News and Document archive source
copyrighted material disclaimer at bottom of page

NewsMinecabal-elitew-administrationschwarzeneggerarnold-past — Viewing Item


Arnold fights hitler claims

Original Source Link: (May no longer be active)
   http://kcal9.com/topstories/topstoriesla_story_276081257.html

http://kcal9.com/topstories/topstoriesla_story_276081257.html

Schwarzenegger Fights Harassment, Hitler Claims
Actor Apologizes To Women, Says He Despises Hitler
Opponents Pounce On Claims Against Recall Frontrunner
Oct 3, 2003 8:10 pm US/Pacific

Women's groups and religious leaders worked feverishly Friday to galvanize opposition to Arnold Schwarzenegger after he acknowledged treating women badly and was accused of telling an interviewer he admired Adolf Hitler.

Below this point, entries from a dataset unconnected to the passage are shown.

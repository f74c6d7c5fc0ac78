//! Declarative graph description.
//!
//! The on-disk format is a single JSON object:
//!
//! ```json
//! {
//!   "nodes": [{ "id": "A" }, { "id": "B" }],
//!   "root": "A",
//!   "edges": [{ "from": "B", "to": "A" }],
//!   "deletedEdge": [{ "from": "B", "to": "A" }]
//! }
//! ```
//!
//! The builder never touches JSON itself; it consumes the plain structs
//! below, so any other encoding can feed it.

use crate::AtlasError;
use serde::Deserialize;
use std::path::Path;

/// A single node declaration.
#[derive(Debug, Clone, Deserialize)]
pub struct NodeDecl {
    pub id: String,
}

/// A directed edge `from -> to`, also used for deletion entries.
#[derive(Debug, Clone, Deserialize)]
pub struct EdgeDecl {
    pub from: String,
    pub to: String,
}

/// Parsed graph description: nodes, root, edges, and edges to delete.
#[derive(Debug, Clone, Deserialize)]
pub struct GraphInput {
    pub nodes: Vec<NodeDecl>,
    pub root: String,
    #[serde(default)]
    pub edges: Vec<EdgeDecl>,
    /// Edges removed after the graph is loaded. Optional in the input.
    #[serde(rename = "deletedEdge", default)]
    pub deleted_edges: Vec<EdgeDecl>,
}

impl GraphInput {
    /// Parses a graph description from JSON text.
    pub fn from_json(text: &str) -> Result<Self, AtlasError> {
        Ok(serde_json::from_str(text)?)
    }

    /// Reads and parses a graph description file.
    ///
    /// # Errors
    /// [`AtlasError::Io`] when the file cannot be read,
    /// [`AtlasError::Malformed`] when it is not a valid description.
    pub fn from_path(path: &Path) -> Result<Self, AtlasError> {
        let text = std::fs::read_to_string(path)?;
        Self::from_json(&text)
    }
}
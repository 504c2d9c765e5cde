mod tests {
    use kasago_test_support::{
        graphs::{corpus_with_labels, vertex_graph},
        stubs::{CountingOracle, FailingOracle, SubsetOracle},
    };

    use super::*;

    fn pattern_set() -> PatternSet {
        PatternSet::new(vec![vertex_graph(&["P"]), vertex_graph(&["Q"])])
    }

    #[test]
    fn bits_follow_pattern_set_order() {
        let patterns = pattern_set();
        let graph = vertex_graph(&["Q"]);
        let vector = featurize(&graph, &patterns, &SubsetOracle).expect("oracle cannot fail");
        assert_eq!(vector, vec![0, 1]);
    }

    #[test]
    fn featurization_is_deterministic() {
        let patterns = pattern_set();
        let graph = vertex_graph(&["P", "Q"]);
        let oracle = CountingOracle::new(SubsetOracle);
        let first = featurize(&graph, &patterns, &oracle).expect("oracle cannot fail");
        let second = featurize(&graph, &patterns, &oracle).expect("oracle cannot fail");
        assert_eq!(first, second);
        // Nothing is memoized: every call goes back to the oracle.
        assert_eq!(oracle.calls(), 4);
    }

    #[test]
    fn corpus_rows_follow_corpus_order() {
        let patterns = pattern_set();
        let corpus = corpus_with_labels(
            vec![
                vertex_graph(&["P"]),
                vertex_graph(&[]),
                vertex_graph(&["P", "Q"]),
            ],
            &[1, 0, 1],
        );
        let matrix =
            featurize_corpus(&corpus, &patterns, &SubsetOracle).expect("oracle cannot fail");
        assert_eq!(matrix.rows(), 3);
        assert_eq!(matrix.columns(), 2);
        assert_eq!(matrix.row(0), Some(&[1, 0][..]));
        assert_eq!(matrix.row(1), Some(&[0, 0][..]));
        assert_eq!(matrix.row(2), Some(&[1, 1][..]));
        assert_eq!(matrix.row(3), None);
        assert_eq!(
            matrix.iter_rows().collect::<Vec<_>>(),
            vec![&[1, 0][..], &[0, 0][..], &[1, 1][..]],
        );
    }

    #[test]
    fn empty_pattern_set_yields_zero_columns() {
        let patterns = PatternSet::new(Vec::new());
        let corpus = corpus_with_labels(vec![vertex_graph(&["P"])], &[1]);
        let matrix =
            featurize_corpus(&corpus, &patterns, &SubsetOracle).expect("oracle cannot fail");
        assert_eq!(matrix.rows(), 1);
        assert_eq!(matrix.columns(), 0);
        assert_eq!(matrix.row(0), Some(&[][..]));
    }

    #[test]
    fn oracle_failure_carries_the_pattern_index() {
        let patterns = pattern_set();
        let graph = vertex_graph(&["P"]);
        let err = featurize(&graph, &patterns, &FailingOracle)
            .expect_err("failing oracle must abort featurization");
        assert!(matches!(err, KasagoError::Oracle { candidate: 0, .. }));
    }

    #[test]
    fn ragged_rows_are_rejected() {
        let err = FeatureMatrix::try_from_rows(2, vec![vec![1, 0], vec![1]])
            .expect_err("second row is short");
        assert_eq!(
            err,
            FeatureMatrixError::RaggedRow {
                row: 1,
                expected: 2,
                actual: 1,
            }
        );
    }
}
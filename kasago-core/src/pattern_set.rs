//! The ordered, persisted set of selected patterns.

use serde::{Deserialize, Serialize};

use crate::{graph::Graph, selector::RankedPattern};

/// An ordered sequence of selected discriminative patterns.
///
/// Order is significant: position `i` defines feature index `i`, and the
/// same order must be used for every featurization against this set. A
/// pattern set is created once during training, serialized, and treated as
/// read-only thereafter — it is the contract between training and
/// inference. Deserialization re-validates every graph's invariants.
///
/// # Examples
/// ```
/// use kasago_core::{GraphBuilder, PatternSet};
///
/// let mut builder = GraphBuilder::new();
/// builder.add_vertex(0, "C")?;
/// let set = PatternSet::new(vec![builder.finish()]);
/// assert_eq!(set.len(), 1);
///
/// let json = serde_json::to_string(&set)?;
/// let restored: PatternSet = serde_json::from_str(&json)?;
/// assert_eq!(restored, set);
/// # Ok::<(), Box<dyn std::error::Error>>(())
/// ```
#[derive(Clone, Debug, Eq, PartialEq, Serialize, Deserialize)]
#[serde(transparent)]
pub struct PatternSet {
    patterns: Vec<Graph>,
}

impl PatternSet {
    /// Creates a pattern set from graphs already in feature order.
    #[must_use]
    pub fn new(patterns: Vec<Graph>) -> Self {
        Self { patterns }
    }

    /// Creates a pattern set from a selector ranking, preserving its order.
    #[must_use]
    pub fn from_ranked(ranked: Vec<RankedPattern>) -> Self {
        Self {
            patterns: ranked.into_iter().map(RankedPattern::into_pattern).collect(),
        }
    }

    /// Returns the number of patterns (the feature-vector length).
    #[must_use]
    pub fn len(&self) -> usize {
        self.patterns.len()
    }

    /// Returns whether the set holds no patterns.
    #[must_use]
    pub fn is_empty(&self) -> bool {
        self.patterns.is_empty()
    }

    /// Returns the pattern at feature index `index`.
    #[must_use]
    pub fn get(&self, index: usize) -> Option<&Graph> {
        self.patterns.get(index)
    }

    /// Returns the patterns in feature order.
    #[must_use]
    pub fn patterns(&self) -> &[Graph] {
        &self.patterns
    }

    /// Iterates the patterns in feature order.
    pub fn iter(&self) -> impl Iterator<Item = &Graph> {
        self.patterns.iter()
    }
}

A coalition of women's groups met at the Feminist Majority offices here to unveil an anti-Schwarzenegger ad campaign and introduce a former TV network intern who said the gubernatorial candidate groped her when she led him to a sound stage 25 years ago.

She was one of several women -- including radio psychologist Dr. Joy Browne -- to come forward Friday with new allegations Schwarzenegger groped or made inappropriate comments to them. The allegations echo complaints made by other women against the Republican front-runner in Tuesday's election to recall Gov. Gray Davis.

Criticism also poured in from religious leaders and the state's top Democrats for remarks attributed to the actor in 1975 that he admired Hitler's ability to rise from humble beginnings. Schwarzenegger also played Nazi marches and mimicked SS officers, according to the director of the 1975 bodybuilding documentary "Pumping Iron."

Schwarzenegger, meanwhile, reiterated Friday that he despises Hitler and cannot imagine he ever would have praised him. Late in the day, the Schwarzenegger campaign also issued a statement from "Pumping Iron" director George Butler saying the Hitler remarks were taken out of context and his transcripts may not have been entirely accurate. The campaign said it did not solicit the statement,

"To express admiration for a person directly responsible for the death of tens of millions of people during World War II is beyond comprehension," said Rep. Tom Lantos, D-Calif., the only Holocaust survivor in Congress. "I think it probably ends any political ambition he may have had."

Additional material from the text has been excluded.